In still further embodiments, there is provided an insert, e.g., manufactured from plastic, for mounting to a utility box cover of a utility box, the utility box housing an antenna therein. The utility box may house a leak detection instrument, and the antenna may be configured to transmit a signal generated by the leak detection instrument. The insert may comprise a top plate configured to be mounted in an upper recess of the cover and a bottom plate configured to be mounted in a lower recess of the cover. The bottom plate may define a plurality of fastener openings, each fastener opening configured to receive a fastener for securing the antenna such that the antenna can transmit a signal out of the utility box. The fastener may be one of a zip-tie and a screw.

In embodiments, the top plate and the bottom plate may be configured to be secured to each other, with at least a portion of the utility box cover plate interposed therebetween, by an insert attachment mechanism. The insert attachment mechanism may include one or more screws that extend upwardly through the bottom plate and into complementary screw openings in the upper plate. Of course, it should be recognized that the insert attachment mechanism may additionally or alternatively extend downwardly, and/or perpendicular to the axis of the parts. Other joining methods are also possible including, but not limited to, adhesives (including glues, epoxies, urethanes, and acrylics), tapes, hook and loop fasteners (e.g., Velcro), and/or plastic welding (including ultrasonic and thermal/friction welding).

Additionally or alternatively, the insert attachment mechanism may include a twist lock mechanism that secures the bottom plate to the upper plate. The twist lock mechanism may include a plurality of complementary slots and tabs that secure the bottom plate to the upper plate. The twist lock mechanism may include one or more of a spring, including wave washer springs, coil springs, torsion springs, a rubber or rubber-like gasket, or an o-ring to apply a force that helps maintain the tabs within the complementary slots so as to secure the bottom plate to the upper plate. The twist lock mechanism may include at least one anti-backout features so as to help secure the tabs within the complementary slots.

In still further embodiments, there is provided a method for assembling a lid for a leak detection system of a utility box. The method may comprise the step of providing a cast-iron or other metal cover configured to be mounted on the utility box, the cover including an upper recess and a lower recess with a shelf disposed therebetween. The method may comprise the steps of providing a plastic insert top plate, and providing a plastic insert bottom plate having a fastening mechanism configured to secure an antenna. The method may also comprise the step of mounting the insert top plate and the insert bottom plate to the cover by securing the top plate to the bottom plate, with the top plate residing in the upper recess and the bottom plate residing in the lower recess and having the shelf interposed therebetween. The fastening mechanism may be at least one opening for receiving at least one of a zip-tie, screw, rivet, pin, retaining ring, or other standard, commonly available fastening device.
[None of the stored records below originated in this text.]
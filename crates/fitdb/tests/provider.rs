use fitdb::condition::{eq, in_list};
use fitdb::{
    DatabaseConfig, DatabaseProvider, DatabaseProviderExt, DbError, DbResult, DeleteQuery,
    FromRow, InsertQuery, PgProvider, PoolConfig, QueryBuilder, Record, Row, RowExt, SelectQuery,
    UpdateQuery, Value, transaction,
};
use std::time::{SystemTime, UNIX_EPOCH};

fn live_config(test: &str) -> Option<DatabaseConfig> {
    let _ = dotenvy::dotenv();
    match DatabaseConfig::from_env() {
        Ok(config) => Some(config),
        Err(err) => {
            eprintln!("PG_* variables are not set ({err}); skipping {test}");
            None
        }
    }
}

fn unique_table(prefix: &str) -> String {
    let nanos = SystemTime::now()
        .duration_since(UNIX_EPOCH)
        .expect("clock before UNIX_EPOCH")
        .as_nanos();
    format!("fitdb_test_{prefix}_{}_{nanos}", std::process::id())
}

#[derive(Debug, PartialEq)]
struct Exercise {
    id: i64,
    name: String,
    muscle: Option<String>,
}

impl FromRow for Exercise {
    fn from_row(row: &Row) -> DbResult<Self> {
        Ok(Self {
            id: row.try_get_column("id")?,
            name: row.try_get_column("name")?,
            muscle: row.try_get_column("muscle")?,
        })
    }
}

async fn create_exercises(provider: &PgProvider, table: &str) -> DbResult<()> {
    provider
        .query(
            &format!(
                "create table \"{table}\" (id bigserial primary key, name text not null, muscle text)"
            ),
            &[],
        )
        .await?;
    Ok(())
}

#[tokio::test]
async fn disconnect_on_unconnected_provider_is_ok() -> DbResult<()> {
    let provider = PgProvider::new();
    provider.disconnect().await?;
    assert!(!provider.is_connected());
    Ok(())
}

#[tokio::test]
async fn unreachable_server_fails_connect() {
    let config = DatabaseConfig::new("127.0.0.1", 1, "u", "p", "d").with_pool(PoolConfig {
        connection_timeout_ms: 250,
        ..PoolConfig::default()
    });
    let provider = PgProvider::new();
    let err = provider.connect(&config).await.unwrap_err();
    assert!(matches!(err, DbError::Connection(_)), "{err}");
    assert!(!provider.is_connected());
}

#[tokio::test]
async fn connect_is_idempotent() -> DbResult<()> {
    let Some(config) = live_config("connect_is_idempotent") else {
        return Ok(());
    };

    let provider = PgProvider::new();
    provider.connect(&config).await?;
    let status = provider.status().expect("connected provider has a pool");
    assert!(status.size >= 1);

    provider.connect(&config).await?;
    assert_eq!(provider.status(), Some(status));

    // A connected provider never opens another pool, so an unreachable target is not touched.
    let unreachable = DatabaseConfig::new("127.0.0.1", 1, "u", "p", "d").with_pool(PoolConfig {
        max: status.max_size + 3,
        connection_timeout_ms: 250,
        ..PoolConfig::default()
    });
    provider.connect(&unreachable).await?;
    assert_eq!(provider.status(), Some(status));

    provider.disconnect().await?;
    assert!(!provider.is_connected());
    provider.disconnect().await?;
    Ok(())
}

#[tokio::test]
async fn crud_round_trip() -> DbResult<()> {
    let Some(config) = live_config("crud_round_trip") else {
        return Ok(());
    };

    let provider = PgProvider::new();
    provider.connect(&config).await?;
    let table = unique_table("crud");
    create_exercises(&provider, &table).await?;

    let inserted = provider
        .insert(
            &InsertQuery::many(
                &table,
                vec![
                    Record::new().set("name", "Squat").set("muscle", "legs"),
                    Record::new().set("name", "Plank").set("muscle", Value::Null),
                ],
            )
            .returning(&["id"]),
        )
        .await?;
    assert_eq!(inserted.rows_affected, 2);
    let ids: Vec<i64> = inserted.rows.iter().map(|r| r.get("id")).collect();

    let select = SelectQuery::new(&table).filter(eq("id", ids[0])).limit(1);
    assert_eq!(
        select.to_sql(),
        format!(r#"select * from "{table}" where "id" = ? limit ?"#)
    );
    let found: Vec<Exercise> = provider.select_as(&select).await?;
    assert_eq!(
        found,
        vec![Exercise {
            id: ids[0],
            name: "Squat".into(),
            muscle: Some("legs".into()),
        }]
    );

    let updated = provider
        .update(&UpdateQuery::new(
            &table,
            Record::new().set("muscle", "core"),
            eq("id", ids[1]),
        ))
        .await?;
    assert_eq!(updated.rows_affected, 1);

    let deleted = provider
        .delete(&DeleteQuery::new(&table, in_list("id", ids.clone())))
        .await?;
    assert_eq!(deleted.rows_affected, 2);

    provider
        .query(&format!("drop table \"{table}\""), &[])
        .await?;
    provider.disconnect().await
}

#[tokio::test]
async fn statement_errors_surface_verbatim() -> DbResult<()> {
    let Some(config) = live_config("statement_errors_surface_verbatim") else {
        return Ok(());
    };

    let provider = PgProvider::new();
    provider.connect(&config).await?;
    let err = provider
        .select(&SelectQuery::new("fitdb_missing_table"))
        .await
        .unwrap_err();
    assert!(matches!(err, DbError::Statement(_)), "{err}");
    // undefined_table
    assert_eq!(err.sql_state(), Some("42P01"));
    provider.disconnect().await
}

#[tokio::test]
async fn transaction_rolls_back_on_error() -> DbResult<()> {
    let Some(config) = live_config("transaction_rolls_back_on_error") else {
        return Ok(());
    };

    let provider = PgProvider::new();
    provider.connect(&config).await?;
    let table = unique_table("tx");
    create_exercises(&provider, &table).await?;

    let mut conn = provider.connection().await?;
    let outcome: DbResult<()> = transaction!(conn, tx, {
        InsertQuery::new(&table, Record::new().set("name", "Row"))
            .run(&tx)
            .await?;
        Err::<(), _>(DbError::validation("abort"))
    });
    assert!(matches!(outcome, Err(DbError::Validation(_))));
    drop(conn);

    let rows = provider.select(&SelectQuery::new(&table)).await?;
    assert!(rows.is_empty());

    provider
        .query(&format!("drop table \"{table}\""), &[])
        .await?;
    provider.disconnect().await
}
In such embodiments, the mounting step may include screwing the insert top plate to the insert bottom plate. The mounting step may include twist-locking the insert top plate to the insert bottom plate. The method may also comprise the steps of mounting the lid on a utility box having a leak detection instrument therein, the leak detection instrument including the antenna, and fastening the antenna to the insert bottom plate via the fastening mechanism such that the antenna is positioned to transmit a leak detection signal through the lid. In still other embodiments, the insert may be a single component, e.g., a single plate rather than an upper and a bottom plate, that is secured directly to the cast iron/metal lid. In still further embodiments, the upper and bottom plates may be connected via a snap-fit type connection system, whereby the upper and bottom plates slide together relative to each other along a common axis to snap fit together.
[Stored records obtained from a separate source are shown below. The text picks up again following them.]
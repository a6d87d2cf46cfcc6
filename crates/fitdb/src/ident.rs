//! SQL identifier quoting.
//!
//! [`Ident`] represents a table or column reference as written by the caller
//! (`users`, `users.id`, `public.users`, `users.*`, `count as total`). Every part is
//! quoted when rendered, with embedded quote characters doubled, so identifiers can
//! never break out of their position in the statement. Names are not validated here:
//! an unknown or misspelled column is reported by the database when the statement runs.
//!
//! # Example
//! ```ignore
//! use fitdb::Ident;
//!
//! assert_eq!(Ident::parse("users.id").to_ansi(), r#""users"."id""#);
//! assert_eq!(Ident::parse("users.*").to_ansi(), r#""users".*"#);
//! ```

/// A part of a dotted identifier.
#[derive(Debug, Clone, PartialEq, Eq)]
pub enum IdentPart {
    /// A name, rendered inside quotes.
    Name(String),
    /// `*`, rendered bare.
    Star,
}

/// A possibly-qualified, possibly-aliased SQL identifier.
#[derive(Debug, Clone, PartialEq, Eq)]
pub struct Ident {
    pub parts: Vec<IdentPart>,
    pub alias: Option<String>,
}

impl Ident {
    /// Split a reference on `.` and an optional trailing ` as <alias>`.
    pub fn parse(s: &str) -> Self {
        let (path, alias) = split_alias(s.trim());
        let parts = path
            .split('.')
            .map(|part| match part.trim() {
                "*" => IdentPart::Star,
                name => IdentPart::Name(name.to_string()),
            })
            .collect();
        Self {
            parts,
            alias: alias.map(str::to_string),
        }
    }

    /// A table reference optionally qualified by a schema.
    pub fn table(schema: Option<&str>, table: &str) -> Self {
        let mut ident = Self::parse(table);
        if let Some(schema) = schema {
            ident.parts.insert(0, IdentPart::Name(schema.to_string()));
        }
        ident
    }

    /// Render with the given quote character.
    pub(crate) fn write_quoted(&self, quote: char, out: &mut String) {
        for (i, part) in self.parts.iter().enumerate() {
            if i > 0 {
                out.push('.');
            }
            match part {
                IdentPart::Star => out.push('*'),
                IdentPart::Name(name) => push_quoted(name, quote, out),
            }
        }
        if let Some(alias) = &self.alias {
            out.push_str(" as ");
            push_quoted(alias, quote, out);
        }
    }

    /// Render using standard double-quote quoting.
    pub fn to_ansi(&self) -> String {
        let mut out = String::new();
        self.write_quoted('"', &mut out);
        out
    }
}

impl From<&str> for Ident {
    fn from(s: &str) -> Self {
        Ident::parse(s)
    }
}

impl From<String> for Ident {
    fn from(s: String) -> Self {
        Ident::parse(&s)
    }
}

fn push_quoted(name: &str, quote: char, out: &mut String) {
    out.push(quote);
    for ch in name.chars() {
        if ch == quote {
            out.push(quote);
        }
        out.push(ch);
    }
    out.push(quote);
}

/// Split `expr as alias` (case-insensitive keyword) into its two halves.
fn split_alias(s: &str) -> (&str, Option<&str>) {
    let lower = s.to_ascii_lowercase();
    match lower.rfind(" as ") {
        Some(pos) => {
            let alias = s[pos + 4..].trim();
            if alias.is_empty() {
                (s, None)
            } else {
                (s[..pos].trim_end(), Some(alias))
            }
        }
        None => (s, None),
    }
}
//! Basic usage example for fitdb
//!
//! Run with: cargo run --example basic -p fitdb
//!
//! Set PG_HOST, PG_PORT, PG_USER, PG_PASSWORD and PG_DATABASE in a .env file or the
//! environment. `RUST_LOG=fitdb=debug` prints every executed statement.

use fitdb::prelude::*;
use fitdb::registry::MAIN;
use tracing_subscriber::{EnvFilter, fmt, prelude::*};

#[derive(Debug)]
#[allow(dead_code)]
struct Exercise {
    id: i64,
    name: String,
    muscle_group: Option<String>,
}

impl FromRow for Exercise {
    fn from_row(row: &Row) -> DbResult<Self> {
        Ok(Self {
            id: row.try_get_column("id")?,
            name: row.try_get_column("name")?,
            muscle_group: row.try_get_column("muscle_group")?,
        })
    }
}

fn init_tracing() {
    let filter = EnvFilter::try_from_default_env().unwrap_or_else(|_| EnvFilter::new("info"));
    tracing_subscriber::registry()
        .with(filter)
        .with(fmt::layer())
        .init();
}

#[tokio::main]
async fn main() -> DbResult<()> {
    dotenvy::dotenv().ok();
    init_tracing();

    let registry = DatabaseRegistry::from_env()?;
    registry.init().await?;
    let db = registry.get(MAIN)?;

    db.query(
        "create table if not exists exercises (
            id bigserial primary key,
            name text not null,
            muscle_group text
        )",
        &[],
    )
    .await?;
    db.delete(&DeleteQuery::new("exercises", Condition::all()))
        .await?;

    // Insert
    let inserted = db
        .insert(
            &InsertQuery::many(
                "exercises",
                vec![
                    Record::new().set("name", "Back Squat").set("muscle_group", "legs"),
                    Record::new().set("name", "Bench Press").set("muscle_group", "chest"),
                    Record::new().set("name", "Plank").set("muscle_group", Value::Null),
                ],
            )
            .returning(&["id"]),
        )
        .await?;
    println!("Inserted {} exercises", inserted.rows_affected);

    // Select
    let query = SelectQuery::new("exercises")
        .filter(or(vec![eq("muscle_group", "legs"), is_null("muscle_group")]))
        .order_by("name", Direction::Asc)
        .limit(10);
    println!("SQL: {}", query.to_sql());
    let exercises: Vec<Exercise> = db.select_as(&query).await?;
    for exercise in &exercises {
        println!("  {exercise:?}");
    }

    // Update
    let updated = db
        .update(&UpdateQuery::new(
            "exercises",
            Record::new().set("muscle_group", "core"),
            eq("name", "Plank"),
        ))
        .await?;
    println!("Updated {} rows", updated.rows_affected);

    // Delete
    let deleted = db
        .delete(&DeleteQuery::new("exercises", like("name", "B%")))
        .await?;
    println!("Deleted {} rows", deleted.rows_affected);

    registry.shutdown_all().await;
    Ok(())
}
//! Database configuration.
//!
//! Read once at process start, from the environment or any other key lookup, and never
//! mutated afterwards.

use crate::error::{DbError, DbResult};
use serde::Deserialize;
use std::fmt;
use std::str::FromStr;
use std::time::Duration;
use url::Url;

pub const DEFAULT_POOL_MIN: usize = 1;
pub const DEFAULT_POOL_MAX: usize = 4;
pub const DEFAULT_IDLE_TIMEOUT_MS: u64 = 30_000;
pub const DEFAULT_CONNECTION_TIMEOUT_MS: u64 = 2_000;

/// Supported database engines.
#[derive(Debug, Clone, Copy, PartialEq, Eq, Hash, Default, Deserialize)]
#[serde(try_from = "String")]
pub enum Engine {
    #[default]
    Postgres,
}

impl Engine {
    pub fn as_str(self) -> &'static str {
        match self {
            Engine::Postgres => "postgres",
        }
    }
}

impl FromStr for Engine {
    type Err = DbError;

    fn from_str(s: &str) -> Result<Self, Self::Err> {
        match s.trim().to_ascii_lowercase().as_str() {
            "postgres" | "postgresql" | "pg" => Ok(Engine::Postgres),
            _ => Err(DbError::UnsupportedEngine(s.to_string())),
        }
    }
}

impl TryFrom<String> for Engine {
    type Error = DbError;

    fn try_from(value: String) -> Result<Self, Self::Error> {
        value.parse()
    }
}

impl fmt::Display for Engine {
    fn fmt(&self, f: &mut fmt::Formatter<'_>) -> fmt::Result {
        f.write_str(self.as_str())
    }
}

/// Pool sizing and timeouts.
#[derive(Debug, Clone, Copy, PartialEq, Eq, Deserialize)]
#[serde(default)]
pub struct PoolConfig {
    /// Connections kept open while idle.
    pub min: usize,
    pub max: usize,
    /// How long an idle pooled connection is kept before being closed.
    pub idle_timeout_ms: u64,
    /// How long to wait for a free or new connection.
    pub connection_timeout_ms: u64,
}

impl Default for PoolConfig {
    fn default() -> Self {
        Self {
            min: DEFAULT_POOL_MIN,
            max: DEFAULT_POOL_MAX,
            idle_timeout_ms: DEFAULT_IDLE_TIMEOUT_MS,
            connection_timeout_ms: DEFAULT_CONNECTION_TIMEOUT_MS,
        }
    }
}

impl PoolConfig {
    pub fn idle_timeout(&self) -> Duration {
        Duration::from_millis(self.idle_timeout_ms)
    }

    pub fn connection_timeout(&self) -> Duration {
        Duration::from_millis(self.connection_timeout_ms)
    }

    pub fn validate(&self) -> DbResult<()> {
        if self.max == 0 {
            return Err(DbError::config("pool max must be greater than 0"));
        }
        if self.min > self.max {
            return Err(DbError::config(format!(
                "pool min ({}) cannot exceed pool max ({})",
                self.min, self.max
            )));
        }
        if self.connection_timeout_ms == 0 {
            return Err(DbError::config("pool connection timeout must be greater than 0"));
        }
        Ok(())
    }
}

/// Connection settings for one logical database.
#[derive(Clone, PartialEq, Eq, Deserialize)]
pub struct DatabaseConfig {
    #[serde(default, alias = "type")]
    pub engine: Engine,
    pub host: String,
    pub port: u16,
    pub user: String,
    /// Sensitive: redacted from `Debug` output.
    pub password: String,
    pub database: String,
    #[serde(default)]
    pub pool: PoolConfig,
}

impl fmt::Debug for DatabaseConfig {
    fn fmt(&self, f: &mut fmt::Formatter<'_>) -> fmt::Result {
        f.debug_struct("DatabaseConfig")
            .field("engine", &self.engine)
            .field("host", &self.host)
            .field("port", &self.port)
            .field("user", &self.user)
            .field("password", &"<redacted>")
            .field("database", &self.database)
            .field("pool", &self.pool)
            .finish()
    }
}

impl DatabaseConfig {
    pub fn new(
        host: impl Into<String>,
        port: u16,
        user: impl Into<String>,
        password: impl Into<String>,
        database: impl Into<String>,
    ) -> Self {
        Self {
            engine: Engine::default(),
            host: host.into(),
            port,
            user: user.into(),
            password: password.into(),
            database: database.into(),
            pool: PoolConfig::default(),
        }
    }

    pub fn with_pool(mut self, pool: PoolConfig) -> Self {
        self.pool = pool;
        self
    }

    /// Read the configuration from process environment variables.
    ///
    /// Required: `PG_HOST`, `PG_PORT`, `PG_USER`, `PG_PASSWORD`, `PG_DATABASE`.
    /// Optional: `DB_ENGINE`, `PG_POOL_MIN`, `PG_POOL_MAX`, `PG_POOL_IDLE_TIMEOUT_MS`,
    /// `PG_POOL_CONNECT_TIMEOUT_MS`.
    pub fn from_env() -> DbResult<Self> {
        Self::from_lookup(|key| std::env::var(key).ok())
    }

    /// Same as [`from_env`](Self::from_env) against an arbitrary key lookup.
    pub fn from_lookup(lookup: impl Fn(&str) -> Option<String>) -> DbResult<Self> {
        let required = |key: &str| {
            lookup(key)
                .filter(|v| !v.is_empty())
                .ok_or_else(|| DbError::config(format!("missing required variable {key}")))
        };

        let engine = match lookup("DB_ENGINE") {
            Some(tag) if !tag.is_empty() => tag.parse()?,
            _ => Engine::default(),
        };

        let defaults = PoolConfig::default();
        let pool = PoolConfig {
            min: parse_optional(&lookup, "PG_POOL_MIN")?.unwrap_or(defaults.min),
            max: parse_optional(&lookup, "PG_POOL_MAX")?.unwrap_or(defaults.max),
            idle_timeout_ms: parse_optional(&lookup, "PG_POOL_IDLE_TIMEOUT_MS")?
                .unwrap_or(defaults.idle_timeout_ms),
            connection_timeout_ms: parse_optional(&lookup, "PG_POOL_CONNECT_TIMEOUT_MS")?
                .unwrap_or(defaults.connection_timeout_ms),
        };
        pool.validate()?;

        Ok(Self {
            engine,
            host: required("PG_HOST")?,
            port: parse_value("PG_PORT", &required("PG_PORT")?)?,
            user: required("PG_USER")?,
            password: required("PG_PASSWORD")?,
            database: required("PG_DATABASE")?,
            pool,
        })
    }

    /// `postgres://{user}:{password}@{host}:{port}/{database}`, percent-encoding
    /// credentials where needed.
    pub fn connection_string(&self) -> DbResult<String> {
        let invalid = |what: &str| DbError::config(format!("invalid {what} in database config"));

        let mut url = Url::parse("postgres://localhost")
            .map_err(|e| DbError::config(format!("invalid base url: {e}")))?;
        url.set_host(Some(&self.host)).map_err(|_| invalid("host"))?;
        url.set_port(Some(self.port)).map_err(|_| invalid("port"))?;
        url.set_username(&self.user).map_err(|_| invalid("user"))?;
        url.set_password(Some(&self.password))
            .map_err(|_| invalid("password"))?;
        url.set_path(&format!("/{}", self.database));
        Ok(url.into())
    }

    /// Driver configuration for this database.
    pub fn to_pg_config(&self) -> tokio_postgres::Config {
        let mut cfg = tokio_postgres::Config::new();
        cfg.host(&self.host)
            .port(self.port)
            .user(&self.user)
            .password(&self.password)
            .dbname(&self.database)
            .connect_timeout(self.pool.connection_timeout());
        cfg
    }
}

fn parse_value<T: FromStr>(key: &str, raw: &str) -> DbResult<T> {
    raw.trim()
        .parse()
        .map_err(|_| DbError::config(format!("{key} must be numeric, got {raw:?}")))
}

fn parse_optional<T: FromStr>(
    lookup: &impl Fn(&str) -> Option<String>,
    key: &str,
) -> DbResult<Option<T>> {
    match lookup(key) {
        Some(raw) if !raw.is_empty() => parse_value(key, &raw).map(Some),
        _ => Ok(None),
    }
}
Still further, the method may include the steps of unfastening the antenna from the fastening mechanism, replacing the antenna of the leak detection instrument with a different antenna, and fastening the different antenna to the bottom plate via the fastening mechanism such that the different antenna is also positioned to transmit a leak detection signal through the lid. This may be accomplished by the use of various brackets designed and manufactured to mate the desired antennae with the mounting geometry of the insert. In this way, the method permits for the use of varying types of antennas using the same lid insert.

DRAWINGS

FIG. 1 shows a bottom perspective view of a lid insert, in accordance with various embodiments.

FIG. 2A shows a top view of the lid insert of FIG. 1 assembled into a cover for use with a utility box, in accordance with various embodiments.

FIG. 2B shows a side cross-sectional view of the assembled insert and cover shown in FIG. 2A, taken along cross-section A-A of FIG. 2A, in accordance with various embodiments.

FIG. 2C shows a side cross-sectional view of the assembled insert and cover shown in FIG. 2A, along with a schematic representation of utility box having an instrument with an antenna therein, in accordance with various embodiments.

FIG. 3 shows a bottom perspective view of an alternative lid insert, in accordance with various embodiments.

FIG. 4A shows a top view of the lid insert of FIG. 3 assembled into a cover for use with a utility box, in accordance with various embodiments.

FIG. 4B shows a side cross-sectional view of the assembled insert and cover shown in FIG. 4A, taken along cross-section A-A of FIG. 4A, in accordance with various embodiments.

FIG. 5A is a top perspective view of a cover, without the insert installed therein, for a utility box, in accordance with various embodiments.

FIG. 5B is a top view of the cover shown in FIG. 5A, in accordance with various embodiments.

FIG. 5C is a bottom view of the cover shown in FIG. 5A, in accordance with various embodiments.

FIG. 5D is a side cross-sectional view of the cover shown in FIG. 5A, in accordance with various embodiments.

FIG. 6A is a top perspective view of a cover, without the insert installed therein, for a utility box, in accordance with various embodiments.

FIG. 6B is a top view of the cover shown in FIG. 6A, in accordance with various embodiments.

FIG. 6C is a bottom view of the cover shown in FIG. 6A, in accordance with various embodiments.

FIG. 6D is a side cross-sectional view of the cover shown in FIG. 6A, in accordance with various embodiments.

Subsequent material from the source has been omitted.